For the above to be useful to infer text hidden by a black box, requires:

(a) that the edges of the black box are not aligned to the 8×8 grid;

(b) that the relevant portions of text to be recovered lie near the edges of the black box (i.e., within the 8x8 blocks which straddle the edges); and

(c) that these blocks originally contained data of sufficient complexity, and/or deviating sufficiently from the rest of the image content, that the encoder decided to throw away sufficient information in these blocks to leave significant artifacts.

Finally, if the redacted image was re-encoded as a JPEG (or other lossy format), the re-encoding process must not have thrown away too much information in these blocks, else the redundant information will have been obscured and rendered all but useless for reconstituting the redacted information.

So, an easy way to avoid having redacted information extracted in this manner is simply, to ensure that your black boxes extend at least 8 pixels beyond the redacted text in each direction. (And also, to force the JPEG encoder not to re-use the dictionary from the original image, as information about the statistical distribution of block data could theoretically be extracted from that.
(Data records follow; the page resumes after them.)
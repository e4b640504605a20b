//! Al Jazeera source
//!
//! Links come from the site's section-posts GraphQL query, which wants
//! a `wp-site` header.

use axum::async_trait;
use serde::Deserialize;
use soup::prelude::*;

use super::source::{
    NewsSource, ScrapedArticle, absolute_link, fetch_text, invalid_listing, join_text, no_article,
    page_linked_data,
};
use crate::error::AppError;

const POSTS_URL: &str = "https://www.aljazeera.com/graphql?wp-site=aje&operationName=ArchipelagoAjeSectionPostsQuery&variables=%7B%22category%22%3A%22news%22%2C%22categoryType%22%3A%22categories%22%2C%22postTypes%22%3A%5B%22blog%22%2C%22episode%22%2C%22opinion%22%2C%22post%22%2C%22video%22%2C%22external-article%22%2C%22gallery%22%2C%22podcast%22%2C%22longform%22%2C%22liveblog%22%5D%2C%22quantity%22%3A20%2C%22offset%22%3A0%7D&extensions=%7B%7D";
const SITE_URL: &str = "https://www.aljazeera.com";
const SITE_HEADER: (&str, &str) = ("wp-site", "aje");

#[derive(Debug, Deserialize)]
struct PostsResponse {
    data: PostsData,
}

#[derive(Debug, Deserialize)]
struct PostsData {
    #[serde(default)]
    articles: Vec<Post>,
}

#[derive(Debug, Deserialize)]
struct Post {
    link: String,
}

#[derive(Debug, Clone)]
pub struct AlJazeeraSource {
    posts_url: String,
    site_url: String,
}

impl Default for AlJazeeraSource {
    fn default() -> Self {
        Self::with_urls(POSTS_URL, SITE_URL)
    }
}

impl AlJazeeraSource {
    pub fn with_urls(posts_url: &str, site_url: &str) -> Self {
        Self {
            posts_url: posts_url.to_string(),
            site_url: site_url.trim_end_matches('/').to_string(),
        }
    }
}

pub fn parse_links(body: &str, site_url: &str) -> Result<Vec<String>, AppError> {
    let response: PostsResponse =
        serde_json::from_str(body).map_err(|e| invalid_listing("Al Jazeera", e))?;

    Ok(response
        .data
        .articles
        .into_iter()
        .map(|post| post.link)
        .filter(|link| !link.trim().is_empty())
        .map(|link| absolute_link(site_url, link.trim()))
        .collect())
}

pub fn parse_article(html: &str, link: &str) -> Option<ScrapedArticle> {
    let soup = Soup::new(html);
    let main = soup.tag("main").find()?;

    let headline = main.tag("h1").find()?.text();
    if headline.trim().is_empty() {
        return None;
    }

    let story = main
        .tag("div")
        .class("wysiwyg--all-content")
        .find_all()
        .map(|content| join_text(content.tag("p").find_all()))
        .filter(|text| !text.is_empty())
        .collect::<Vec<_>>()
        .join("\n");
    let data = page_linked_data(&soup, link);

    Some(ScrapedArticle {
        headline,
        story,
        source_link: link.to_string(),
        meta_description: data.description,
        image_link: data.image,
        published_at: data.published_at,
    })
}

#[async_trait]
impl NewsSource for AlJazeeraSource {
    fn name(&self) -> &'static str {
        "Al Jazeera"
    }

    fn category(&self) -> &'static str {
        "World"
    }

    async fn latest_links(&self, http: &reqwest::Client) -> Result<Vec<String>, AppError> {
        tracing::info!("Fetching Al Jazeera section posts");
        let body = fetch_text(http, &self.posts_url, &[SITE_HEADER]).await?;
        parse_links(&body, &self.site_url)
    }

    async fn fetch_article(
        &self,
        http: &reqwest::Client,
        link: &str,
    ) -> Result<ScrapedArticle, AppError> {
        tracing::debug!(link, "Fetching Al Jazeera article");
        let html = fetch_text(http, link, &[SITE_HEADER]).await?;
        parse_article(&html, link).ok_or_else(|| no_article(link))
    }
}
//! Error types for Newsdesk
//!
//! All errors in the application are converted to `AppError`,
//! which implements `IntoResponse` and renders an HTML error page.
//! Handlers that own a form catch provider failures themselves and
//! turn them into flash messages instead.

use axum::http::StatusCode;
use axum::response::{Html, IntoResponse, Redirect, Response};
use thiserror::Error;

use crate::auth::ProviderError;

/// Application-wide error type
#[derive(Debug, Error)]
pub enum AppError {
    /// Resource not found (404)
    #[error("Resource not found")]
    NotFound,

    /// Authentication required (redirects to sign-in)
    #[error("Authentication required")]
    Unauthorized,

    /// Identity provider rejected the request
    #[error("{0}")]
    Provider(#[from] ProviderError),

    /// Table API returned a non-success status (502)
    #[error("Backend error ({status}): {message}")]
    Backend { status: u16, message: String },

    /// HTTP client error (502)
    #[error("HTTP client error: {0}")]
    HttpClient(#[from] reqwest::Error),

    /// Summarizer returned something unusable (502)
    #[error("Summarizer error: {0}")]
    Summarizer(String),

    /// Configuration error (500)
    #[error("Configuration error: {0}")]
    Config(String),

    /// Cookie signing error (500)
    #[error("Encryption error: {0}")]
    Encryption(String),

    /// Internal server error (500)
    #[error("Internal error: {0}")]
    Internal(#[from] anyhow::Error),
}

impl From<config::ConfigError> for AppError {
    fn from(err: config::ConfigError) -> Self {
        AppError::Config(err.to_string())
    }
}

impl AppError {
    /// Short label used for the error metric
    pub fn kind(&self) -> &'static str {
        match self {
            AppError::NotFound => "not_found",
            AppError::Unauthorized => "unauthorized",
            AppError::Provider(_) => "provider",
            AppError::Backend { .. } => "backend",
            AppError::HttpClient(_) => "http_client",
            AppError::Summarizer(_) => "summarizer",
            AppError::Config(_) => "config",
            AppError::Encryption(_) => "encryption",
            AppError::Internal(_) => "internal",
        }
    }
}

impl IntoResponse for AppError {
    /// Convert error to HTTP response
    ///
    /// Maps each error variant to a status code and a static,
    /// user-facing message. Upstream details stay in the logs.
    fn into_response(self) -> Response {
        use crate::metrics::ERRORS_TOTAL;

        ERRORS_TOTAL.with_label_values(&[self.kind()]).inc();

        let (status, message) = match &self {
            AppError::Unauthorized => {
                return Redirect::to("/sign-in").into_response();
            }
            AppError::NotFound => (StatusCode::NOT_FOUND, "The page you requested was not found."),
            AppError::Provider(_) => (
                StatusCode::BAD_GATEWAY,
                "Authentication service is unavailable. Please try again.",
            ),
            AppError::Backend { .. } | AppError::HttpClient(_) | AppError::Summarizer(_) => {
                tracing::error!(error = %self, "Upstream request failed");
                (
                    StatusCode::BAD_GATEWAY,
                    "The news service is unavailable. Please try again.",
                )
            }
            AppError::Config(_) | AppError::Encryption(_) | AppError::Internal(_) => {
                tracing::error!(error = %self, "Internal error");
                (
                    StatusCode::INTERNAL_SERVER_ERROR,
                    "Something went wrong. Please try again.",
                )
            }
        };

        let page: Html<String> = crate::api::error_page(status, message);
        (status, page).into_response()
    }
}

/// Result type alias using AppError
pub type Result<T> = std::result::Result<T, AppError>;

#[cfg(test)]
mod tests {
    use super::*;

    #[test]
    fn variants_map_to_statuses() {
        let backend = AppError::Backend {
            status: 500,
            message: "boom".to_string(),
        };
        assert_eq!(backend.kind(), "backend");
        assert_eq!(backend.into_response().status(), StatusCode::BAD_GATEWAY);

        assert_eq!(
            AppError::NotFound.into_response().status(),
            StatusCode::NOT_FOUND
        );
        assert_eq!(
            AppError::Config("missing key".to_string())
                .into_response()
                .status(),
            StatusCode::INTERNAL_SERVER_ERROR
        );

        let unauthorized = AppError::Unauthorized.into_response();
        assert_eq!(unauthorized.status(), StatusCode::SEE_OTHER);
        assert_eq!(
            unauthorized.headers().get("location").unwrap(),
            "/sign-in"
        );
    }
}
Round-tripping through PNG is one way to force this additional safety measure.)

This still isn't 100% information-theoretic secure -- there's still residual information in artifacts elsewhere in the image about what patterns the original image's dictionary contained (which could be extracted with e.g. principal component analysis), which, when combined with a prior statistical distribution of the expected uncompressed content of the image, could leak some information about the portions which were redacted -- but I suspect the amount of information available via this channel to be vanishingly small.